* What is required
Within the listing below, determine how many lines hold the word "TelemetryConfig". Give the number with no commentary.

------ Source information

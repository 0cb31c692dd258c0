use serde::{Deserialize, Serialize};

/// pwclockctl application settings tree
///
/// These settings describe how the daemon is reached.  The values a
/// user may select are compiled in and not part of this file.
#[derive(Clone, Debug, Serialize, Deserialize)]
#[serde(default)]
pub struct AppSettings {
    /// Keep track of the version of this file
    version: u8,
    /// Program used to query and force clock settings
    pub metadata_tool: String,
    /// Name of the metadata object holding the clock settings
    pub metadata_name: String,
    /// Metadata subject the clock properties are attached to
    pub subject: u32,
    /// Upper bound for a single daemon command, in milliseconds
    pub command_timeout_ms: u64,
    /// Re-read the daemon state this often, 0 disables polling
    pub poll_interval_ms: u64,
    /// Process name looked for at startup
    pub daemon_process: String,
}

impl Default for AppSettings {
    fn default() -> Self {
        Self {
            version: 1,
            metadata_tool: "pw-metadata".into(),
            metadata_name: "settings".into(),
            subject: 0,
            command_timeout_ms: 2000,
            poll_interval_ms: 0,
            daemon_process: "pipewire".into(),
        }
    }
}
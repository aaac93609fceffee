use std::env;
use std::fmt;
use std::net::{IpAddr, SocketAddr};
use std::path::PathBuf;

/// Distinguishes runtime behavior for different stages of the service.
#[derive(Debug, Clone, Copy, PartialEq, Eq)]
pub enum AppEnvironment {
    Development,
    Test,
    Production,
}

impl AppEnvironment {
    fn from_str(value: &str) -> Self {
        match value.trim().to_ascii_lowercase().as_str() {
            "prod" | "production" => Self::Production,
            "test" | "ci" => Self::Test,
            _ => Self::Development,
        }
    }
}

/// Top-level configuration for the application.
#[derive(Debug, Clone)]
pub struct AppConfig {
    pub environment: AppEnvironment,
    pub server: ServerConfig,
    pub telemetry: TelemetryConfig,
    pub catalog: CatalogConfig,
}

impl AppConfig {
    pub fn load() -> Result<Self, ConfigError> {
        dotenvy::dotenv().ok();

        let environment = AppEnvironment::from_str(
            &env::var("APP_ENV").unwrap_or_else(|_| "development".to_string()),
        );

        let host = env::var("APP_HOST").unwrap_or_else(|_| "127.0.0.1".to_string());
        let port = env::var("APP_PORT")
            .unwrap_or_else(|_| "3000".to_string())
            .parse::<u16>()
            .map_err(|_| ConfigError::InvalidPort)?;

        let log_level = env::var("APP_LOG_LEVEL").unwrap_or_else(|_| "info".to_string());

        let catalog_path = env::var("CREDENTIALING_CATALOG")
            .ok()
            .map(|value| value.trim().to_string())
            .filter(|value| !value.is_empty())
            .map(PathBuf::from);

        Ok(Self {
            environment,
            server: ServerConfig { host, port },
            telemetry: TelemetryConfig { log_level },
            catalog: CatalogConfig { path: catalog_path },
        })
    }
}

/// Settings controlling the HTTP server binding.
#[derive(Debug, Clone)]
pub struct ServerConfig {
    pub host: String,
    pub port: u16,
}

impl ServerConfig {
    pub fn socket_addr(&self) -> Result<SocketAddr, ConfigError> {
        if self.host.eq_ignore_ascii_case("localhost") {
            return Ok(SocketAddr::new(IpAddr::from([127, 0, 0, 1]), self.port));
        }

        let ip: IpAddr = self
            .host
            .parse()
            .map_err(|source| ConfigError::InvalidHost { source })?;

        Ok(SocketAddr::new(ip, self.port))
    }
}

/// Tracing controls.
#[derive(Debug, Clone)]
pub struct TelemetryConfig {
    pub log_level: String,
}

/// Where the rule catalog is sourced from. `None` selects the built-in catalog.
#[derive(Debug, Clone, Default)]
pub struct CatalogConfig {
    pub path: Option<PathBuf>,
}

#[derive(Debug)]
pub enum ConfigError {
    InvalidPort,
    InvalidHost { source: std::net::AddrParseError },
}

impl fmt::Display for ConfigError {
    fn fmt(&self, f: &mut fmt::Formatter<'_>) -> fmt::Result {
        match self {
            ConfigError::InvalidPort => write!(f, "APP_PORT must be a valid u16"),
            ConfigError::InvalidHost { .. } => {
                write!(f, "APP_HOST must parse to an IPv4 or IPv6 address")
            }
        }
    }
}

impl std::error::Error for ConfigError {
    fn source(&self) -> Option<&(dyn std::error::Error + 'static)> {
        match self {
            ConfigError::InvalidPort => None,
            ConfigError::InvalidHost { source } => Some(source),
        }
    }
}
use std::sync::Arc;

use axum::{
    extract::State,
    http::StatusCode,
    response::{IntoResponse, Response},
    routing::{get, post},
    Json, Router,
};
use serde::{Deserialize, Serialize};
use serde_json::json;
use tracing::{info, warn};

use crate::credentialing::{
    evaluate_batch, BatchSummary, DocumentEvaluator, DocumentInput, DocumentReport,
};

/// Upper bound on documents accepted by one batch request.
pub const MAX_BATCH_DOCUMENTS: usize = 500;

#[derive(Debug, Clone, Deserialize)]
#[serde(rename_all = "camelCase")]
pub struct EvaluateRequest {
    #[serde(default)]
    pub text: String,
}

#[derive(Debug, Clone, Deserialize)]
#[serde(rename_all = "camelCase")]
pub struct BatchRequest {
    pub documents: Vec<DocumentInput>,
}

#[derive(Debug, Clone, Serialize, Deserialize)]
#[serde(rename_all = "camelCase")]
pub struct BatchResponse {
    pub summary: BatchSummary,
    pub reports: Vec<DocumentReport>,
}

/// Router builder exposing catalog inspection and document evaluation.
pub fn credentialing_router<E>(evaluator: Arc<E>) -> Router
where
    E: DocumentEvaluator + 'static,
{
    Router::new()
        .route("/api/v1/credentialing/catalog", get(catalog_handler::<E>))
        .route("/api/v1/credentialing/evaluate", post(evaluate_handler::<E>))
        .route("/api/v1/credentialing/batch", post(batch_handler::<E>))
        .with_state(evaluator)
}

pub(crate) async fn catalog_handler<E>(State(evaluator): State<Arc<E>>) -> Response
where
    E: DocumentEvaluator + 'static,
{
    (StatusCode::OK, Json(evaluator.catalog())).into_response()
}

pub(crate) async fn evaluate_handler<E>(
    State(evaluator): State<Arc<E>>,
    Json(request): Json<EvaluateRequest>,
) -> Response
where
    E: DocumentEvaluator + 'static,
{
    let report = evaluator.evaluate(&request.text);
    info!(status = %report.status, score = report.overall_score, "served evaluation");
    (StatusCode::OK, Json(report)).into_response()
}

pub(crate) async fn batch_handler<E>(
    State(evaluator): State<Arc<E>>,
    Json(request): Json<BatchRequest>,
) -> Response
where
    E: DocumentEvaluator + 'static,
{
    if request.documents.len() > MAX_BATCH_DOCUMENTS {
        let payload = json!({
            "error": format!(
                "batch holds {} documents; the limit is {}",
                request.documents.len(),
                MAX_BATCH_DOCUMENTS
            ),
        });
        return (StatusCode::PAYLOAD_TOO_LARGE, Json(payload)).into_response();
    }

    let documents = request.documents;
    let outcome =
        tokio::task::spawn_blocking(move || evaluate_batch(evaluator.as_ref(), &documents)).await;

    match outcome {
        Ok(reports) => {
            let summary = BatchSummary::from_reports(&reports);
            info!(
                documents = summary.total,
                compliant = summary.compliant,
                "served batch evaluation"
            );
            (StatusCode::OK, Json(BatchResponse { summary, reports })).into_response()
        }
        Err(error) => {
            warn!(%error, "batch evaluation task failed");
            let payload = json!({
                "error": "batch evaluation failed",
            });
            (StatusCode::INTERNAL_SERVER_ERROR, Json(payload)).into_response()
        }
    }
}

------------

* Result
3